In 1841, a number of people, all in sympathy with the Transcendentalists, and most of them writers for the "Dial," among the more conspicuous of whom were Mr. George Ripley, Mr. Charles Anderson Dana, and Mr. John Sullivan Dwight, bought a farm ten or twelve miles from Boston. Here they proposed to found an ideal community, where everybody should work to support the establishment and where there should be plenty of leisure for scholarly and edifying pleasure. Incidentally there was to be a school,

where children from their earliest years were to give their infantile help in the work of the community. The experiment began. At least during its earlier years, Brook Farm attracted considerable notice, and the sympathetic attention of many people afterward more eminent than its actual members. Hawthorne came thither for a while, and his "Blithedale Romance" is an idealised picture of the establishment. Emerson, though never an actual member, was there off and on, always with shrewd, kindly interest. Thither, too, occasionally came Margaret Fuller, in whom some have discovered the original of Hawthorne's Zenobia. But if Margaret Fuller really suggested Zenobia, Zenobia is probably Hawthorne's most wonderful creation. For Zenobia is profoundly feminine; and whatever else poor Margaret Fuller seems, at least until after her passionate marriage, she seems so lost in Transcendental abstraction that nothing short of genius could connect with her the idea of sex.

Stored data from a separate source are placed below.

//! Control server

#[cfg(unix)]
use std::os::unix::fs::PermissionsExt;
use std::{path::Path, sync::Arc, time::Duration};

use async_trait::async_trait;
use missive_common::Signal;
use serde::Deserialize;
use tokio::{
    net::{UnixListener, UnixStream},
    sync::broadcast,
};
use tracing::{debug, error, info, trace, warn};

use crate::{
    ControlAuthConfig, ControlError, DEFAULT_CONTROL_SOCKET, Request, Response, Result,
    frame::{MAX_REQUEST_SIZE, read_frame, write_frame},
};

/// Idle connections are dropped after this long
const CONNECTION_TIMEOUT: Duration = Duration::from_secs(30);

/// Processes authenticated, version-checked requests.
#[async_trait]
pub trait CommandHandler: Send + Sync {
    /// # Errors
    ///
    /// Returns an error if the command cannot be processed. The server turns
    /// it into an error response.
    async fn handle_request(&self, request: Request) -> Result<Response>;
}

#[derive(Debug, Clone, Deserialize)]
pub struct ControlConfig {
    #[serde(default = "defaults::enabled")]
    pub enabled: bool,
    #[serde(default = "defaults::socket_path")]
    pub socket_path: String,
    #[serde(default)]
    pub auth: ControlAuthConfig,
}

impl Default for ControlConfig {
    fn default() -> Self {
        Self {
            enabled: defaults::enabled(),
            socket_path: defaults::socket_path(),
            auth: ControlAuthConfig::default(),
        }
    }
}

mod defaults {
    pub const fn enabled() -> bool {
        true
    }

    pub fn socket_path() -> String {
        super::DEFAULT_CONTROL_SOCKET.to_string()
    }
}

/// Serves the control protocol on a Unix domain socket
pub struct ControlServer {
    socket_path: String,
    handler: Arc<dyn CommandHandler>,
    auth: Arc<ControlAuthConfig>,
}

impl ControlServer {
    #[must_use]
    pub fn new(socket_path: impl Into<String>, handler: Arc<dyn CommandHandler>) -> Self {
        Self {
            socket_path: socket_path.into(),
            handler,
            auth: Arc::new(ControlAuthConfig::default()),
        }
    }

    #[must_use]
    pub fn with_auth(mut self, auth: ControlAuthConfig) -> Self {
        self.auth = Arc::new(auth);
        self
    }

    #[must_use]
    pub fn socket_path(&self) -> &str {
        &self.socket_path
    }

    /// Accept connections until a shutdown signal arrives.
    ///
    /// # Errors
    ///
    /// Returns an error if another instance owns the socket or it cannot be
    /// bound.
    pub async fn serve(&self, mut shutdown: broadcast::Receiver<Signal>) -> Result<()> {
        let socket_path = Path::new(&self.socket_path);
        if socket_path.exists() {
            if UnixStream::connect(socket_path).await.is_ok() {
                return Err(ControlError::Io(std::io::Error::new(
                    std::io::ErrorKind::AddrInUse,
                    format!(
                        "Socket already in use by running instance: {}",
                        self.socket_path
                    ),
                )));
            }
            info!("Removing stale socket file: {}", self.socket_path);
            tokio::fs::remove_file(socket_path).await?;
        }

        let listener = UnixListener::bind(&self.socket_path)?;

        #[cfg(unix)]
        {
            let mut perms = tokio::fs::metadata(&self.socket_path).await?.permissions();
            perms.set_mode(0o600);
            tokio::fs::set_permissions(&self.socket_path, perms).await?;
        }
        info!(
            auth = self.auth.requires_auth(),
            "Control socket listening on {}", self.socket_path
        );

        loop {
            tokio::select! {
                result = listener.accept() => {
                    match result {
                        Ok((stream, _addr)) => {
                            let handler = Arc::clone(&self.handler);
                            let auth = Arc::clone(&self.auth);
                            tokio::spawn(async move {
                                if let Err(e) = Self::handle_connection(stream, handler, auth).await {
                                    error!("Error handling control connection: {e}");
                                }
                            });
                        }
                        Err(e) => error!("Error accepting control connection: {e}"),
                    }
                }
                sig = shutdown.recv() => {
                    match sig {
                        Ok(Signal::Shutdown | Signal::Finalised) => {
                            info!("Control server shutting down");
                        }
                        Err(e) => error!("Control server shutdown channel error: {e}"),
                    }
                    break;
                }
            }
        }

        if socket_path.exists() {
            debug!("Removing socket file: {}", self.socket_path);
            let _ = tokio::fs::remove_file(socket_path).await;
        }

        Ok(())
    }

    /// Serve requests on one connection until the client hangs up.
    async fn handle_connection(
        mut stream: UnixStream,
        handler: Arc<dyn CommandHandler>,
        auth: Arc<ControlAuthConfig>,
    ) -> Result<()> {
        loop {
            let request: Request = match tokio::time::timeout(
                CONNECTION_TIMEOUT,
                read_frame(&mut stream, MAX_REQUEST_SIZE),
            )
            .await
            {
                Ok(Ok(request)) => request,
                Ok(Err(ControlError::ConnectionClosed)) => return Ok(()),
                Ok(Err(e)) => return Err(e),
                Err(_) => return Err(ControlError::Timeout),
            };

            trace!("Received request: {:?}", request.command);
            let response = Self::respond(&*handler, &auth, request).await;

            tokio::time::timeout(CONNECTION_TIMEOUT, write_frame(&mut stream, &response))
                .await
                .map_err(|_| ControlError::Timeout)??;
        }
    }

    async fn respond(
        handler: &dyn CommandHandler,
        auth: &ControlAuthConfig,
        request: Request,
    ) -> Response {
        if !request.is_version_compatible() {
            warn!(version = request.version, "Rejecting incompatible request");
            return Response::error(format!(
                "Incompatible protocol version: client={}, server={}",
                request.version,
                crate::PROTOCOL_VERSION
            ));
        }

        if let Err(reason) = auth.authorise(request.token.as_deref()) {
            warn!("Control request rejected: {reason}");
            return Response::error(format!("Unauthorised: {reason}"));
        }

        match handler.handle_request(request).await {
            Ok(response) => response,
            Err(e) => {
                warn!("Error handling request: {e}");
                Response::error(e.to_string())
            }
        }
    }
}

Brook Farm, of course, was only a Yankee expression of the world-old impulse to get rid of evil by establishing life on principles different from those of economic law. From earliest times, theoretical writers have proposed various forms of communistic existence as a solution of the problems presented by the sin and suffering of human beings in any dense population. The writer whose principles most definitely affected Brook Farm in its later development was Fourier, a French philosopher, who sketched out a rather elaborate ideal society. The basis of his system was that people should separate themselves into phalanxes of no considerable numbers, and that each phalanx should be mutually helpful and self-supporting. This conception so commended itself to the Brook Farmers that, at an expense decidedly beyond their means, they actually built a phalanstery, or communal residence, as nearly as might be on the lines which Fourier suggested.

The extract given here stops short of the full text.